» **Task to complete**:
Extract each line of the data below exactly as written.

» **Records provided**:
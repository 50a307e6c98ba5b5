//! `PickupRequestApi` over HTTP. Create and update are multipart uploads.

use async_trait::async_trait;
use base64::Engine;
use base64::engine::general_purpose::STANDARD;
use reqwest::Method;
use reqwest::multipart::{Form, Part};

use ewaste_core::domain::{PickupRequest, RequestSubmission, Session};
use ewaste_core::ports::{ApiError, PickupRequestApi, RequestImage};
use ewaste_shared::dto::{ImagePayload, MessageResponse};

use super::client::{HttpApiClient, Payload, decode};

const DEFAULT_IMAGE_TYPE: &str = "image/jpeg";

fn submission_form(submission: &RequestSubmission) -> Result<Form, ApiError> {
    let mut form = Form::new()
        .text("deviceType", submission.device_type.clone())
        .text("brand", submission.brand.clone())
        .text("model", submission.model.clone())
        .text("condition", submission.condition.as_str())
        .text("quantity", submission.quantity.to_string())
        .text("pickupAddress", submission.pickup_address.clone());

    if let Some(remarks) = &submission.additional_remarks {
        form = form.text("additionalRemarks", remarks.clone());
    }

    if let Some(image) = &submission.image {
        let part = Part::bytes(image.bytes.clone())
            .file_name(image.file_name.clone())
            .mime_str(&image.content_type)
            .map_err(|e| ApiError::InvalidRequest(format!("Invalid image type: {e}")))?;
        form = form.part("image", part);
    }

    Ok(form)
}

fn decode_image(payload: ImagePayload) -> Result<Option<RequestImage>, ApiError> {
    let Some(data) = payload.base64_data.filter(|d| !d.is_empty()) else {
        return Ok(None);
    };
    let bytes = STANDARD
        .decode(data.as_bytes())
        .map_err(|e| ApiError::Decode(format!("image data: {e}")))?;
    Ok(Some(RequestImage {
        content_type: payload
            .content_type
            .filter(|c| !c.is_empty())
            .unwrap_or_else(|| DEFAULT_IMAGE_TYPE.to_string()),
        bytes,
    }))
}

#[async_trait]
impl PickupRequestApi for HttpApiClient {
    async fn submit(
        &self,
        session: &Session,
        submission: &RequestSubmission,
    ) -> Result<PickupRequest, ApiError> {
        let form = submission_form(submission)?;
        let body = self
            .call(Method::POST, "/requests", Some(session), Payload::Multipart(form))
            .await?;
        decode(body)
    }

    async fn list_mine(&self, session: &Session) -> Result<Vec<PickupRequest>, ApiError> {
        let body = self
            .call(Method::GET, "/requests/mine", Some(session), Payload::Empty)
            .await?;
        decode(body)
    }

    async fn get(&self, session: &Session, id: i64) -> Result<PickupRequest, ApiError> {
        let body = self
            .call(
                Method::GET,
                &format!("/requests/{id}"),
                Some(session),
                Payload::Empty,
            )
            .await?;
        decode(body)
    }

    async fn update(
        &self,
        session: &Session,
        id: i64,
        submission: &RequestSubmission,
    ) -> Result<PickupRequest, ApiError> {
        let form = submission_form(submission)?;
        let body = self
            .call(
                Method::POST,
                &format!("/requests/{id}/update"),
                Some(session),
                Payload::Multipart(form),
            )
            .await?;
        decode(body)
    }

    async fn delete(&self, session: &Session, id: i64) -> Result<Option<String>, ApiError> {
        let body = self
            .call(
                Method::DELETE,
                &format!("/requests/{id}"),
                Some(session),
                Payload::Empty,
            )
            .await?;
        let body: MessageResponse = decode(body)?;
        Ok(body.message)
    }

    async fn image(&self, session: &Session, id: i64) -> Result<Option<RequestImage>, ApiError> {
        let body = self
            .call(
                Method::GET,
                &format!("/requests/{id}/image-data"),
                Some(session),
                Payload::Empty,
            )
            .await?;
        decode_image(decode(body)?)
    }
}
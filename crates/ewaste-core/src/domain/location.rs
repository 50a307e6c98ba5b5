use serde::{Deserialize, Serialize};

/// A geocoded place offered by the address picker.
#[derive(Debug, Clone, PartialEq, Serialize, Deserialize)]
#[serde(rename_all = "camelCase")]
pub struct Place {
    pub id: i64,
    pub display_name: String,
    pub lat: f64,
    pub lon: f64,
}

impl Place {
    /// Map centre used before the user has searched for anything.
    pub fn default_location() -> Self {
        Self {
            id: 0,
            display_name: "Default Location (India)".to_string(),
            lat: 20.5937,
            lon: 78.9629,
        }
    }
}

/// Label used when a coordinate cannot be resolved to an address.
pub fn coordinates_label(lat: f64, lon: f64) -> String {
    format!("Lat: {lat:.6}, Lon: {lon:.6}")
}

#[cfg(test)]
mod tests {
    use super::*;

    #[test]
    fn test_coordinates_label_uses_six_decimals() {
        assert_eq!(coordinates_label(12.9716, 77.5946), "Lat: 12.971600, Lon: 77.594600");
    }
}
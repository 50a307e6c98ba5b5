use std::fmt;

use serde::{Serialize, Serializer};

/// Screens of the client and where each flow lands next.
#[derive(Debug, Clone, Copy, PartialEq, Eq, Hash)]
pub enum Route {
    Landing,
    Login,
    Register,
    VerifyOtp,
    ForgotPassword,
    ResetPassword,
    Dashboard,
    Profile,
    SubmitRequest,
    ViewRequests,
    TrackRequest(i64),
}

impl Route {
    /// Resolve a path the way the routing table does: `/requests` lands on the
    /// list and anything unknown falls back to the landing page.
    pub fn resolve(path: &str) -> Self {
        let path = path.trim().trim_end_matches('/');
        match path {
            "" => Self::Landing,
            "/login" => Self::Login,
            "/register" => Self::Register,
            "/verify-otp" => Self::VerifyOtp,
            "/forgot-password" => Self::ForgotPassword,
            "/reset-password" => Self::ResetPassword,
            "/dashboard" => Self::Dashboard,
            "/profile" | "/profile/me" => Self::Profile,
            "/requests" | "/requests/view" => Self::ViewRequests,
            "/requests/submit" => Self::SubmitRequest,
            other => other
                .strip_prefix("/requests/track/")
                .and_then(|id| id.parse().ok())
                .map(Self::TrackRequest)
                .unwrap_or(Self::Landing),
        }
    }

    pub fn path(&self) -> String {
        match self {
            Self::Landing => "/".to_string(),
            Self::Login => "/login".to_string(),
            Self::Register => "/register".to_string(),
            Self::VerifyOtp => "/verify-otp".to_string(),
            Self::ForgotPassword => "/forgot-password".to_string(),
            Self::ResetPassword => "/reset-password".to_string(),
            Self::Dashboard => "/dashboard".to_string(),
            Self::Profile => "/profile".to_string(),
            Self::SubmitRequest => "/requests/submit".to_string(),
            Self::ViewRequests => "/requests/view".to_string(),
            Self::TrackRequest(id) => format!("/requests/track/{id}"),
        }
    }

    /// Routes behind the session guard.
    pub fn is_protected(&self) -> bool {
        matches!(
            self,
            Self::Dashboard
                | Self::Profile
                | Self::SubmitRequest
                | Self::ViewRequests
                | Self::TrackRequest(_)
        )
    }
}

impl fmt::Display for Route {
    fn fmt(&self, f: &mut fmt::Formatter<'_>) -> fmt::Result {
        f.write_str(&self.path())
    }
}

impl Serialize for Route {
    fn serialize<S: Serializer>(&self, serializer: S) -> Result<S::Ok, S::Error> {
        serializer.serialize_str(&self.path())
    }
}

#[cfg(test)]
mod tests {
    use super::*;

    #[test]
    fn test_resolve_redirects() {
        assert_eq!(Route::resolve("/requests"), Route::ViewRequests);
        assert_eq!(Route::resolve("/requests/track/42"), Route::TrackRequest(42));
        assert_eq!(Route::resolve("/requests/track/abc"), Route::Landing);
        assert_eq!(Route::resolve("/nowhere"), Route::Landing);
        assert_eq!(Route::resolve("/"), Route::Landing);
    }

    #[test]
    fn test_protected_routes() {
        assert!(Route::Dashboard.is_protected());
        assert!(Route::TrackRequest(1).is_protected());
        assert!(!Route::Login.is_protected());
        assert!(!Route::VerifyOtp.is_protected());
    }
}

» **Result of this exercise**:
repository 50a307e6c98ba5b5
//! `PickupRequestApi` over HTTP. Create and update are multipart uploads.

use async_trait::async_trait;
use base64::Engine;
use base64::engine::general_purpose::STANDARD;
use reqwest::Method;
use reqwest::multipart::{Form, Part};

use ewaste_core::domain::{PickupRequest, RequestSubmission, Session};
use ewaste_core::ports::{ApiError, PickupRequestApi, RequestImage};
use ewaste_shared::dto::{ImagePayload, MessageResponse};

use super::client::{HttpApiClient, Payload, decode};

const DEFAULT_IMAGE_TYPE: &str = "image/jpeg";

fn submission_form(submission: &RequestSubmission) -> Result<Form, ApiError> {
    let mut form = Form::new()
        .text("deviceType", submission.device_type.clone())
        .text("brand", submission.brand.clone())
        .text("model", submission.model.clone())
        .text("condition", submission.condition.as_str())
        .text("quantity", submission.quantity.to_string())
        .text("pickupAddress", submission.pickup_address.clone());

    if let Some(remarks) = &submission.additional_remarks {
        form = form.text("additionalRemarks", remarks.clone());
    }

    if let Some(image) = &submission.image {
        let part = Part::bytes(image.bytes.clone())
            .file_name(image.file_name.clone())
            .mime_str(&image.content_type)
            .map_err(|e| ApiError::InvalidRequest(format!("Invalid image type: {e}")))?;
        form = form.part("image", part);
    }

    Ok(form)
}

fn decode_image(payload: ImagePayload) -> Result<Option<RequestImage>, ApiError> {
    let Some(data) = payload.base64_data.filter(|d| !d.is_empty()) else {
        return Ok(None);
    };
    let bytes = STANDARD
        .decode(data.as_bytes())
        .map_err(|e| ApiError::Decode(format!("image data: {e}")))?;
    Ok(Some(RequestImage {
        content_type: payload
            .content_type
            .filter(|c| !c.is_empty())
            .unwrap_or_else(|| DEFAULT_IMAGE_TYPE.to_string()),
        bytes,
    }))
}

#[async_trait]
impl PickupRequestApi for HttpApiClient {
    async fn submit(
        &self,
        session: &Session,
        submission: &RequestSubmission,
    ) -> Result<PickupRequest, ApiError> {
        let form = submission_form(submission)?;
        let body = self
            .call(Method::POST, "/requests", Some(session), Payload::Multipart(form))
            .await?;
        decode(body)
    }

    async fn list_mine(&self, session: &Session) -> Result<Vec<PickupRequest>, ApiError> {
        let body = self
            .call(Method::GET, "/requests/mine", Some(session), Payload::Empty)
            .await?;
        decode(body)
    }

    async fn get(&self, session: &Session, id: i64) -> Result<PickupRequest, ApiError> {
        let body = self
            .call(
                Method::GET,
                &format!("/requests/{id}"),
                Some(session),
                Payload::Empty,
            )
            .await?;
        decode(body)
    }

    async fn update(
        &self,
        session: &Session,
        id: i64,
        submission: &RequestSubmission,
    ) -> Result<PickupRequest, ApiError> {
        let form = submission_form(submission)?;
        let body = self
            .call(
                Method::POST,
                &format!("/requests/{id}/update"),
                Some(session),
                Payload::Multipart(form),
            )
            .await?;
        decode(body)
    }

    async fn delete(&self, session: &Session, id: i64) -> Result<Option<String>, ApiError> {
        let body = self
            .call(
                Method::DELETE,
                &format!("/requests/{id}"),
                Some(session),
                Payload::Empty,
            )
            .await?;
        let body: MessageResponse = decode(body)?;
        Ok(body.message)
    }

    async fn image(&self, session: &Session, id: i64) -> Result<Option<RequestImage>, ApiError> {
        let body = self
            .call(
                Method::GET,
                &format!("/requests/{id}/image-data"),
                Some(session),
                Payload::Empty,
            )
            .await?;
        decode_image(decode(body)?)
    }
}
filename crates/ewaste-core/src/domain/location.rs
repository 50a307e6c98ba5b5
use serde::{Deserialize, Serialize};

/// A geocoded place offered by the address picker.
#[derive(Debug, Clone, PartialEq, Serialize, Deserialize)]
#[serde(rename_all = "camelCase")]
pub struct Place {
    pub id: i64,
    pub display_name: String,
    pub lat: f64,
    pub lon: f64,
}

impl Place {
    /// Map centre used before the user has searched for anything.
    pub fn default_location() -> Self {
        Self {
            id: 0,
            display_name: "Default Location (India)".to_string(),
            lat: 20.5937,
            lon: 78.9629,
        }
    }
}

/// Label used when a coordinate cannot be resolved to an address.
pub fn coordinates_label(lat: f64, lon: f64) -> String {
    format!("Lat: {lat:.6}, Lon: {lon:.6}")
}

#[cfg(test)]
mod tests {
    use super::*;

    #[test]
    fn test_coordinates_label_uses_six_decimals() {
        assert_eq!(coordinates_label(12.9716, 77.5946), "Lat: 12.971600, Lon: 77.594600");
    }
}
repository 50a307e6c98ba5b5
use std::fmt;

use serde::{Serialize, Serializer};

/// Screens of the client and where each flow lands next.
#[derive(Debug, Clone, Copy, PartialEq, Eq, Hash)]
pub enum Route {
    Landing,
    Login,
    Register,
    VerifyOtp,
    ForgotPassword,
    ResetPassword,
    Dashboard,
    Profile,
    SubmitRequest,
    ViewRequests,
    TrackRequest(i64),
}

impl Route {
    /// Resolve a path the way the routing table does: `/requests` lands on the
    /// list and anything unknown falls back to the landing page.
    pub fn resolve(path: &str) -> Self {
        let path = path.trim().trim_end_matches('/');
        match path {
            "" => Self::Landing,
            "/login" => Self::Login,
            "/register" => Self::Register,
            "/verify-otp" => Self::VerifyOtp,
            "/forgot-password" => Self::ForgotPassword,
            "/reset-password" => Self::ResetPassword,
            "/dashboard" => Self::Dashboard,
            "/profile" | "/profile/me" => Self::Profile,
            "/requests" | "/requests/view" => Self::ViewRequests,
            "/requests/submit" => Self::SubmitRequest,
            other => other
                .strip_prefix("/requests/track/")
                .and_then(|id| id.parse().ok())
                .map(Self::TrackRequest)
                .unwrap_or(Self::Landing),
        }
    }

    pub fn path(&self) -> String {
        match self {
            Self::Landing => "/".to_string(),
            Self::Login => "/login".to_string(),
            Self::Register => "/register".to_string(),
            Self::VerifyOtp => "/verify-otp".to_string(),
            Self::ForgotPassword => "/forgot-password".to_string(),
            Self::ResetPassword => "/reset-password".to_string(),
            Self::Dashboard => "/dashboard".to_string(),
            Self::Profile => "/profile".to_string(),
            Self::SubmitRequest => "/requests/submit".to_string(),
            Self::ViewRequests => "/requests/view".to_string(),
            Self::TrackRequest(id) => format!("/requests/track/{id}"),
        }
    }

    /// Routes behind the session guard.
    pub fn is_protected(&self) -> bool {
        matches!(
            self,
            Self::Dashboard
                | Self::Profile
                | Self::SubmitRequest
                | Self::ViewRequests
                | Self::TrackRequest(_)
        )
    }
}

impl fmt::Display for Route {
    fn fmt(&self, f: &mut fmt::Formatter<'_>) -> fmt::Result {
        f.write_str(&self.path())
    }
}

impl Serialize for Route {
    fn serialize<S: Serializer>(&self, serializer: S) -> Result<S::Ok, S::Error> {
        serializer.serialize_str(&self.path())
    }
}

#[cfg(test)]
mod tests {
    use super::*;

    #[test]
    fn test_resolve_redirects() {
        assert_eq!(Route::resolve("/requests"), Route::ViewRequests);
        assert_eq!(Route::resolve("/requests/track/42"), Route::TrackRequest(42));
        assert_eq!(Route::resolve("/requests/track/abc"), Route::Landing);
        assert_eq!(Route::resolve("/nowhere"), Route::Landing);
        assert_eq!(Route::resolve("/"), Route::Landing);
    }

    #[test]
    fn test_protected_routes() {
        assert!(Route::Dashboard.is_protected());
        assert!(Route::TrackRequest(1).is_protected());
        assert!(!Route::Login.is_protected());
        assert!(!Route::VerifyOtp.is_protected());
    }
}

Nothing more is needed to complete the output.